___ LISTED RECORDS
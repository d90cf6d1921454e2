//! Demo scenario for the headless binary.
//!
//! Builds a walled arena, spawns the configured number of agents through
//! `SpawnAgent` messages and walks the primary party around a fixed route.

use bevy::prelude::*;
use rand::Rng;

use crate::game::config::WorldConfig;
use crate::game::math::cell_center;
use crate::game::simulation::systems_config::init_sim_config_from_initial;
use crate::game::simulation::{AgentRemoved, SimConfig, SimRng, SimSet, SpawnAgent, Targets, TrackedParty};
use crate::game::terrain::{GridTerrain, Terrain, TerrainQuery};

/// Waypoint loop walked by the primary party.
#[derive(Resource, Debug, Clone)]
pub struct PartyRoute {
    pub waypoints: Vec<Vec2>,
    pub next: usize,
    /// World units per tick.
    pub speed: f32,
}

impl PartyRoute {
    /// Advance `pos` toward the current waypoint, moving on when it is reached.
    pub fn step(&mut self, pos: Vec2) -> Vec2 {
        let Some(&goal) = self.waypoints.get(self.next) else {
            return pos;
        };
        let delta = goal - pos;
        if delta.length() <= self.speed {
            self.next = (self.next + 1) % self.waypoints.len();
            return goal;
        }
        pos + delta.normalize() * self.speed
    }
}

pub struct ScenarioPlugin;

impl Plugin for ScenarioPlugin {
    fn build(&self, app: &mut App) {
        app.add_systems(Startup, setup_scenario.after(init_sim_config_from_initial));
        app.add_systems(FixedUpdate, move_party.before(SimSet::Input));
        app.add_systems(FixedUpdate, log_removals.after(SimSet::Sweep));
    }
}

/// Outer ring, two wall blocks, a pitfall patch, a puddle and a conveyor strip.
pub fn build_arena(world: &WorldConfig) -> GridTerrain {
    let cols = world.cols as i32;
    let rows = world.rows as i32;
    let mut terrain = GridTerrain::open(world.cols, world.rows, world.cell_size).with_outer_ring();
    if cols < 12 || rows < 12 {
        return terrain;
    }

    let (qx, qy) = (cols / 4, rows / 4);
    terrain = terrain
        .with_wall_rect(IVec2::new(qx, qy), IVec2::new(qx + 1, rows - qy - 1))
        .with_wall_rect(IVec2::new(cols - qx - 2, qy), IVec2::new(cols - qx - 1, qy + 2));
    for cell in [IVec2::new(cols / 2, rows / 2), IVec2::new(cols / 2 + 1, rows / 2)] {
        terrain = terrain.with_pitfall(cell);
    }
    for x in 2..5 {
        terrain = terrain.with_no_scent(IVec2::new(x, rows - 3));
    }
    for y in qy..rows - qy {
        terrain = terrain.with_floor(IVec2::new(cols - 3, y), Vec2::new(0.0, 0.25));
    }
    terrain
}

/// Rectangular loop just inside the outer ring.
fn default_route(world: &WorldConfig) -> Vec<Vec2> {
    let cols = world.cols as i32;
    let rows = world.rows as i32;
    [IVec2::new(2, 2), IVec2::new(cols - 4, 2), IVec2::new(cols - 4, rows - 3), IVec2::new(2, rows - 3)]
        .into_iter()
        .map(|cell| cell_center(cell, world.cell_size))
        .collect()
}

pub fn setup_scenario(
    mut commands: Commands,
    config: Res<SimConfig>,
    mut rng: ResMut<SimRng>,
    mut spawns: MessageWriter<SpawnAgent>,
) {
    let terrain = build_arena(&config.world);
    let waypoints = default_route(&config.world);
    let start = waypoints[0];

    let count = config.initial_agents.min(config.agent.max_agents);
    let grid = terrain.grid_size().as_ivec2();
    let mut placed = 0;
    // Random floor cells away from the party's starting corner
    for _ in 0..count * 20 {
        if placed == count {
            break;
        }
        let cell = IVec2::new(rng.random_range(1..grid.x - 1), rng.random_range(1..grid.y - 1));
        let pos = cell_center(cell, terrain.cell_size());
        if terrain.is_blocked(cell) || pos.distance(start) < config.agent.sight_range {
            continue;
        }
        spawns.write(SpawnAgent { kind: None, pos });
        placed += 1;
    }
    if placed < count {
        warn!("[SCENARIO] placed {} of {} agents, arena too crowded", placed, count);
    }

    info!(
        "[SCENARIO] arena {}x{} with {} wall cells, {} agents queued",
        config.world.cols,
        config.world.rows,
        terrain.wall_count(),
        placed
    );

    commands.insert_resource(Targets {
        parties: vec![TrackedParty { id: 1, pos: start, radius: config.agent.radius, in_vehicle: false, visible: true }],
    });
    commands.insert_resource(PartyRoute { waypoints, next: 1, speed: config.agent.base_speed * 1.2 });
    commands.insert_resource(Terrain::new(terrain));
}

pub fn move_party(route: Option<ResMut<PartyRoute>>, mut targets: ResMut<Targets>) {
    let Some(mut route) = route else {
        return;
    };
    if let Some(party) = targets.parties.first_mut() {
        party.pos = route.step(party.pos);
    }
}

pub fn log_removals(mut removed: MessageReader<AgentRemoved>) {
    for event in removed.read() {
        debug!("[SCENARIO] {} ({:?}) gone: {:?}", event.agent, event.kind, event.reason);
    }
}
______
-- REQUIRED ACTION --
Could you retype every line of the data exactly?

-- TASK ANSWER --
repository d90cf6d1921454e2
//! Demo scenario for the headless binary.
//!
//! Builds a walled arena, spawns the configured number of agents through
//! `SpawnAgent` messages and walks the primary party around a fixed route.

use bevy::prelude::*;
use rand::Rng;

use crate::game::config::WorldConfig;
use crate::game::math::cell_center;
use crate::game::simulation::systems_config::init_sim_config_from_initial;
use crate::game::simulation::{AgentRemoved, SimConfig, SimRng, SimSet, SpawnAgent, Targets, TrackedParty};
use crate::game::terrain::{GridTerrain, Terrain, TerrainQuery};

/// Waypoint loop walked by the primary party.
#[derive(Resource, Debug, Clone)]
pub struct PartyRoute {
    pub waypoints: Vec<Vec2>,
    pub next: usize,
    /// World units per tick.
    pub speed: f32,
}

impl PartyRoute {
    /// Advance `pos` toward the current waypoint, moving on when it is reached.
    pub fn step(&mut self, pos: Vec2) -> Vec2 {
        let Some(&goal) = self.waypoints.get(self.next) else {
            return pos;
        };
        let delta = goal - pos;
        if delta.length() <= self.speed {
            self.next = (self.next + 1) % self.waypoints.len();
            return goal;
        }
        pos + delta.normalize() * self.speed
    }
}

pub struct ScenarioPlugin;

impl Plugin for ScenarioPlugin {
    fn build(&self, app: &mut App) {
        app.add_systems(Startup, setup_scenario.after(init_sim_config_from_initial));
        app.add_systems(FixedUpdate, move_party.before(SimSet::Input));
        app.add_systems(FixedUpdate, log_removals.after(SimSet::Sweep));
    }
}

/// Outer ring, two wall blocks, a pitfall patch, a puddle and a conveyor strip.
pub fn build_arena(world: &WorldConfig) -> GridTerrain {
    let cols = world.cols as i32;
    let rows = world.rows as i32;
    let mut terrain = GridTerrain::open(world.cols, world.rows, world.cell_size).with_outer_ring();
    if cols < 12 || rows < 12 {
        return terrain;
    }

    let (qx, qy) = (cols / 4, rows / 4);
    terrain = terrain
        .with_wall_rect(IVec2::new(qx, qy), IVec2::new(qx + 1, rows - qy - 1))
        .with_wall_rect(IVec2::new(cols - qx - 2, qy), IVec2::new(cols - qx - 1, qy + 2));
    for cell in [IVec2::new(cols / 2, rows / 2), IVec2::new(cols / 2 + 1, rows / 2)] {
        terrain = terrain.with_pitfall(cell);
    }
    for x in 2..5 {
        terrain = terrain.with_no_scent(IVec2::new(x, rows - 3));
    }
    for y in qy..rows - qy {
        terrain = terrain.with_floor(IVec2::new(cols - 3, y), Vec2::new(0.0, 0.25));
    }
    terrain
}

/// Rectangular loop just inside the outer ring.
fn default_route(world: &WorldConfig) -> Vec<Vec2> {
    let cols = world.cols as i32;
    let rows = world.rows as i32;
    [IVec2::new(2, 2), IVec2::new(cols - 4, 2), IVec2::new(cols - 4, rows - 3), IVec2::new(2, rows - 3)]
        .into_iter()
        .map(|cell| cell_center(cell, world.cell_size))
        .collect()
}

pub fn setup_scenario(
    mut commands: Commands,
    config: Res<SimConfig>,
    mut rng: ResMut<SimRng>,
    mut spawns: MessageWriter<SpawnAgent>,
) {
    let terrain = build_arena(&config.world);
    let waypoints = default_route(&config.world);
    let start = waypoints[0];

    let count = config.initial_agents.min(config.agent.max_agents);
    let grid = terrain.grid_size().as_ivec2();
    let mut placed = 0;
    // Random floor cells away from the party's starting corner
    for _ in 0..count * 20 {
        if placed == count {
            break;
        }
        let cell = IVec2::new(rng.random_range(1..grid.x - 1), rng.random_range(1..grid.y - 1));
        let pos = cell_center(cell, terrain.cell_size());
        if terrain.is_blocked(cell) || pos.distance(start) < config.agent.sight_range {
            continue;
        }
        spawns.write(SpawnAgent { kind: None, pos });
        placed += 1;
    }
    if placed < count {
        warn!("[SCENARIO] placed {} of {} agents, arena too crowded", placed, count);
    }

    info!(
        "[SCENARIO] arena {}x{} with {} wall cells, {} agents queued",
        config.world.cols,
        config.world.rows,
        terrain.wall_count(),
        placed
    );

    commands.insert_resource(Targets {
        parties: vec![TrackedParty { id: 1, pos: start, radius: config.agent.radius, in_vehicle: false, visible: true }],
    });
    commands.insert_resource(PartyRoute { waypoints, next: 1, speed: config.agent.base_speed * 1.2 });
    commands.insert_resource(Terrain::new(terrain));
}

pub fn move_party(route: Option<ResMut<PartyRoute>>, mut targets: ResMut<Targets>) {
    let Some(mut route) = route else {
        return;
    };
    if let Some(party) = targets.parties.first_mut() {
        party.pos = route.step(party.pos);
    }
}

pub fn log_removals(mut removed: MessageReader<AgentRemoved>) {
    for event in removed.read() {
        debug!("[SCENARIO] {} ({:?}) gone: {:?}", event.agent, event.kind, event.reason);
    }
}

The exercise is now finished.